PROBLEM TO SOLVE -> "piece" is the word to look for; copy each line of the listing where it occurs.

┌──

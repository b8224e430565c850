//! Optional sentiment capability used for review explanations.

use serde::Serialize;

/// Polarity in `[-1.0, 1.0]` and subjectivity in `[0.0, 1.0]`.
#[derive(Debug, Clone, Copy, Default, PartialEq, Serialize)]
pub struct Sentiment {
    pub polarity: f64,
    pub subjectivity: f64,
}

/// Anything able to score the sentiment of a piece of text.
pub trait SentimentAnalyzer: Send + Sync {
    fn analyze(&self, text: &str) -> Sentiment;
}

/// Review-domain word weights.
///
/// Keys are lowercase single words. Values in `(0.0, 1.0]` are positive,
/// in `[-1.0, 0.0)` are negative. The summed polarity is clamped to `[-1.0, 1.0]`.
pub(crate) const LEXICON: &[(&str, f64)] = &[
    // Positive signals
    ("amazing", 0.6),
    ("awesome", 0.5),
    ("best", 0.5),
    ("excellent", 0.5),
    ("fantastic", 0.5),
    ("flawless", 0.5),
    ("good", 0.3),
    ("great", 0.4),
    ("happy", 0.4),
    ("incredible", 0.6),
    ("love", 0.5),
    ("loved", 0.5),
    ("nice", 0.3),
    ("outstanding", 0.6),
    ("perfect", 0.6),
    ("recommend", 0.4),
    ("superb", 0.5),
    ("wonderful", 0.5),
    // Negative signals
    ("awful", -0.6),
    ("bad", -0.4),
    ("broken", -0.5),
    ("cheap", -0.2),
    ("defective", -0.6),
    ("disappointed", -0.5),
    ("disappointing", -0.5),
    ("fake", -0.5),
    ("horrible", -0.6),
    ("poor", -0.4),
    ("refund", -0.3),
    ("scam", -0.7),
    ("terrible", -0.6),
    ("useless", -0.6),
    ("waste", -0.5),
    ("worst", -0.6),
];

/// Lexicon-backed analyzer.
///
/// Polarity is the clamped sum of matching word weights; subjectivity is the
/// share of tokens that carry any weight at all.
#[derive(Debug, Clone, Copy, Default)]
pub struct LexiconSentiment;

impl SentimentAnalyzer for LexiconSentiment {
    fn analyze(&self, text: &str) -> Sentiment {
        let mut polarity = 0.0_f64;
        let mut tokens = 0_usize;
        let mut opinionated = 0_usize;

        for word in text.split_whitespace() {
            tokens += 1;
            let w = word
                .trim_matches(|c: char| !c.is_alphabetic())
                .to_lowercase();
            if let Some(&(_, weight)) = LEXICON.iter().find(|(lex_word, _)| *lex_word == w) {
                polarity += weight;
                opinionated += 1;
            }
        }

        if tokens == 0 {
            return Sentiment::default();
        }

        #[allow(clippy::cast_precision_loss)]
        let subjectivity = opinionated as f64 / tokens as f64;

        Sentiment {
            polarity: polarity.clamp(-1.0, 1.0),
            subjectivity,
        }
    }
}
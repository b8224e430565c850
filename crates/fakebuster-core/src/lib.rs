//! Shared runtime configuration for the FakeBuster services.

mod app_config;
mod config;

use thiserror::Error;

pub use app_config::{AppConfig, Environment};
pub use config::{load_app_config, load_app_config_from_env};

#[derive(Debug, Error)]
pub enum ConfigError {
    #[error("invalid value for {var}: {reason}")]
    InvalidEnvVar { var: String, reason: String },
}
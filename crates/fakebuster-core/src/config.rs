use crate::app_config::{AppConfig, Environment};
use crate::ConfigError;

/// Load application configuration from environment variables.
///
/// Calls `dotenvy::dotenv().ok()` to load `.env` files before reading env vars.
///
/// # Errors
///
/// Returns `ConfigError` if a value is present but cannot be parsed.
pub fn load_app_config() -> Result<AppConfig, ConfigError> {
    dotenvy::dotenv().ok();
    load_app_config_from_env()
}

/// Load application configuration from environment variables already in the process.
///
/// Unlike [`load_app_config`], this does NOT load `.env` files.
///
/// # Errors
///
/// Returns `ConfigError` if a value is present but cannot be parsed.
pub fn load_app_config_from_env() -> Result<AppConfig, ConfigError> {
    build_app_config(|key| std::env::var(key))
}

/// Build application configuration using the provided env-var lookup function.
///
/// Every variable has a default, so only malformed values fail.
fn build_app_config<F>(lookup: F) -> Result<AppConfig, ConfigError>
where
    F: Fn(&str) -> Result<String, std::env::VarError>,
{
    use std::net::SocketAddr;
    use std::path::PathBuf;

    let or_default = |var: &str, default: &str| -> String {
        lookup(var).unwrap_or_else(|_| default.to_string())
    };

    let invalid = |var: &str, reason: String| ConfigError::InvalidEnvVar {
        var: var.to_string(),
        reason,
    };

    let parse_usize = |var: &str, default: &str| -> Result<usize, ConfigError> {
        let raw = or_default(var, default);
        let value = raw
            .parse::<usize>()
            .map_err(|e| invalid(var, e.to_string()))?;
        if value == 0 {
            return Err(invalid(var, "must be greater than zero".to_string()));
        }
        Ok(value)
    };

    let env = or_default("FAKEBUSTER_ENV", "development")
        .parse::<Environment>()
        .map_err(|reason| invalid("FAKEBUSTER_ENV", reason))?;

    let bind_addr = or_default("FAKEBUSTER_BIND_ADDR", "0.0.0.0:8000")
        .parse::<SocketAddr>()
        .map_err(|e| invalid("FAKEBUSTER_BIND_ADDR", e.to_string()))?;
    let log_level = or_default("FAKEBUSTER_LOG_LEVEL", "info");
    let model_path = PathBuf::from(or_default(
        "FAKEBUSTER_MODEL_PATH",
        "./models/review_model.json",
    ));
    let sentiment_enabled = parse_bool(
        "FAKEBUSTER_SENTIMENT_ENABLED",
        &or_default("FAKEBUSTER_SENTIMENT_ENABLED", "true"),
    )?;
    let rate_limit_per_minute = parse_usize("FAKEBUSTER_RATE_LIMIT_PER_MINUTE", "120")?;
    let max_batch_size = parse_usize("FAKEBUSTER_MAX_BATCH_SIZE", "500")?;

    let api_keys = lookup("FAKEBUSTER_API_KEYS")
        .unwrap_or_default()
        .split(',')
        .map(str::trim)
        .filter(|s| !s.is_empty())
        .map(ToOwned::to_owned)
        .collect();

    Ok(AppConfig {
        env,
        bind_addr,
        log_level,
        model_path,
        sentiment_enabled,
        rate_limit_per_minute,
        max_batch_size,
        api_keys,
    })
}

fn parse_bool(var: &str, raw: &str) -> Result<bool, ConfigError> {
    match raw.trim().to_ascii_lowercase().as_str() {
        "1" | "true" | "yes" | "on" => Ok(true),
        "0" | "false" | "no" | "off" => Ok(false),
        other => Err(ConfigError::InvalidEnvVar {
            var: var.to_string(),
            reason: format!("expected a boolean, got '{other}'"),
        }),
    }
}

#[cfg(test)]
#[path = "config_test.rs"]
mod tests;
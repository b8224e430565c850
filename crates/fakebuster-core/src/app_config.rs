use std::net::SocketAddr;
use std::path::PathBuf;
use std::str::FromStr;

/// Deployment tier. Only `Development` may run the server without API keys.
#[derive(Debug, Clone, Copy, PartialEq, Eq)]
pub enum Environment {
    Development,
    Test,
    Production,
}

impl Environment {
    #[must_use]
    pub fn is_development(self) -> bool {
        matches!(self, Environment::Development)
    }

    #[must_use]
    pub fn as_str(self) -> &'static str {
        match self {
            Environment::Development => "development",
            Environment::Test => "test",
            Environment::Production => "production",
        }
    }
}

impl FromStr for Environment {
    type Err = String;

    fn from_str(s: &str) -> Result<Self, Self::Err> {
        match s.trim().to_ascii_lowercase().as_str() {
            "development" | "dev" => Ok(Environment::Development),
            "test" => Ok(Environment::Test),
            "production" | "prod" => Ok(Environment::Production),
            other => Err(format!("unknown environment '{other}'")),
        }
    }
}

impl std::fmt::Display for Environment {
    fn fmt(&self, f: &mut std::fmt::Formatter<'_>) -> std::fmt::Result {
        f.write_str(self.as_str())
    }
}

#[derive(Clone)]
pub struct AppConfig {
    pub env: Environment,
    pub bind_addr: SocketAddr,
    pub log_level: String,
    /// Location of the serialized review model. A missing file is not an
    /// error: the engine falls back to the rule-based classifier.
    pub model_path: PathBuf,
    pub sentiment_enabled: bool,
    pub rate_limit_per_minute: usize,
    pub max_batch_size: usize,
    pub api_keys: Vec<String>,
}

impl std::fmt::Debug for AppConfig {
    fn fmt(&self, f: &mut std::fmt::Formatter<'_>) -> std::fmt::Result {
        f.debug_struct("AppConfig")
            .field("env", &self.env)
            .field("bind_addr", &self.bind_addr)
            .field("log_level", &self.log_level)
            .field("model_path", &self.model_path)
            .field("sentiment_enabled", &self.sentiment_enabled)
            .field("rate_limit_per_minute", &self.rate_limit_per_minute)
            .field("max_batch_size", &self.max_batch_size)
            .field("api_keys", &format!("[{} redacted]", self.api_keys.len()))
            .finish()
    }
}
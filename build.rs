use std::process::Command;

fn main() {
    let timestamp = Command::new("date")
        .arg("+%Y-%m-%d %H:%M")
        .output()
        .ok()
        .map(|output| String::from_utf8_lossy(&output.stdout).trim().to_string())
        .filter(|stamp| !stamp.is_empty())
        .unwrap_or_else(|| "unknown".to_string());
    println!("cargo:rustc-env=BUILD_TIMESTAMP={timestamp}");
    println!("cargo:rerun-if-changed=build.rs");
}
//! Newline-delimited JSON protocol for remote front ends.
//!
//! Every message is an object with an `event` field. Boards travel as rows of
//! small integers (0 empty, ±1 man, ±2 king) and moves as
//! `[[from_row, from_col], [to_row, to_col]]`.

use std::io::{BufRead, Write};

use serde::{Deserialize, Serialize};
use tracing::{debug, instrument, warn};

use crate::board::Board;
use crate::display::Display;
use crate::error::DisplayError;
use crate::game::GameResult;
use crate::moves::Move;
use crate::piece::Color;
use crate::player::PlayerKind;

#[derive(Clone, Debug, PartialEq, Serialize, Deserialize)]
#[serde(tag = "event", rename_all = "snake_case")]
pub enum Event {
    NewGame {
        player_w: PlayerKind,
        player_b: PlayerKind,
    },
    RenderBoard {
        board: Vec<Vec<i8>>,
    },
    NewTurn {
        player: i8,
    },
    EndTurn {
        player: i8,
    },
    EndGame {
        /// 1 or -1 for the winning side, 0 for a draw.
        winner: i8,
    },
    SelectMove {
        moves: Vec<Move>,
    },
    Notify {
        message: String,
        confirm: bool,
    },
}

/// Display speaking the JSON protocol over any reader/writer pair.
pub struct JsonDisplay<R, W> {
    input: R,
    output: W,
}

impl<R: BufRead, W: Write> JsonDisplay<R, W> {
    pub fn new(input: R, output: W) -> Self {
        JsonDisplay { input, output }
    }

    pub fn into_inner(self) -> (R, W) {
        (self.input, self.output)
    }

    pub fn send(&mut self, event: &Event) -> Result<(), DisplayError> {
        serde_json::to_writer(&mut self.output, event)?;
        writeln!(self.output)?;
        self.output.flush()?;
        Ok(())
    }

    fn read_line(&mut self) -> Result<String, DisplayError> {
        let mut line = String::new();
        if self.input.read_line(&mut line)? == 0 {
            return Err(DisplayError::Closed);
        }
        Ok(line)
    }

    /// Wait for the opening `new_game` message.
    #[instrument(skip_all)]
    pub fn read_new_game(&mut self) -> Result<(PlayerKind, PlayerKind), DisplayError> {
        let line = self.read_line()?;
        match serde_json::from_str::<Event>(line.trim())? {
            Event::NewGame { player_w, player_b } => {
                debug!(?player_w, ?player_b, "new game requested");
                Ok((player_w, player_b))
            }
            other => Err(DisplayError::Malformed {
                reason: format!("expected new_game, got {other:?}"),
            }),
        }
    }
}

/// Parse a `select_move` reply and check it names one of `moves`.
pub fn parse_selection(line: &str, moves: &[Move]) -> Result<Move, DisplayError> {
    let mv: Move = serde_json::from_str(line.trim())?;
    if moves.contains(&mv) {
        Ok(mv)
    } else {
        Err(DisplayError::Malformed {
            reason: format!("{mv} is not one of the offered moves"),
        })
    }
}

impl<R: BufRead, W: Write> Display for JsonDisplay<R, W> {
    /// Sends the grid and waits for the front end to acknowledge it.
    fn render_board(&mut self, board: &Board) -> Result<(), DisplayError> {
        self.send(&Event::RenderBoard {
            board: board.rows(),
        })?;
        self.read_line()?;
        Ok(())
    }

    fn notify(&mut self, message: &str, confirm: bool) -> Result<(), DisplayError> {
        self.send(&Event::Notify {
            message: message.to_string(),
            confirm,
        })?;
        if confirm {
            self.read_line()?;
        }
        Ok(())
    }

    #[instrument(skip_all, fields(candidates = moves.len()))]
    fn select_move(&mut self, moves: &[Move]) -> Result<Move, DisplayError> {
        loop {
            self.send(&Event::SelectMove {
                moves: moves.to_vec(),
            })?;
            let line = self.read_line()?;
            match parse_selection(&line, moves) {
                Ok(mv) => return Ok(mv),
                Err(err) => warn!(%err, input = line.trim(), "rejected move selection"),
            }
        }
    }

    fn new_turn(&mut self, color: Color) -> Result<(), DisplayError> {
        self.send(&Event::NewTurn {
            player: color.sign(),
        })
    }

    fn end_turn(&mut self, color: Color) -> Result<(), DisplayError> {
        self.send(&Event::EndTurn {
            player: color.sign(),
        })
    }

    fn end_game(&mut self, result: GameResult) -> Result<(), DisplayError> {
        self.send(&Event::EndGame {
            winner: result.code(),
        })
    }
}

└──

SOLUTION TO THIS EXERCISE ->
/// Anything able to score the sentiment of a piece of text.
use crate::piece::Color;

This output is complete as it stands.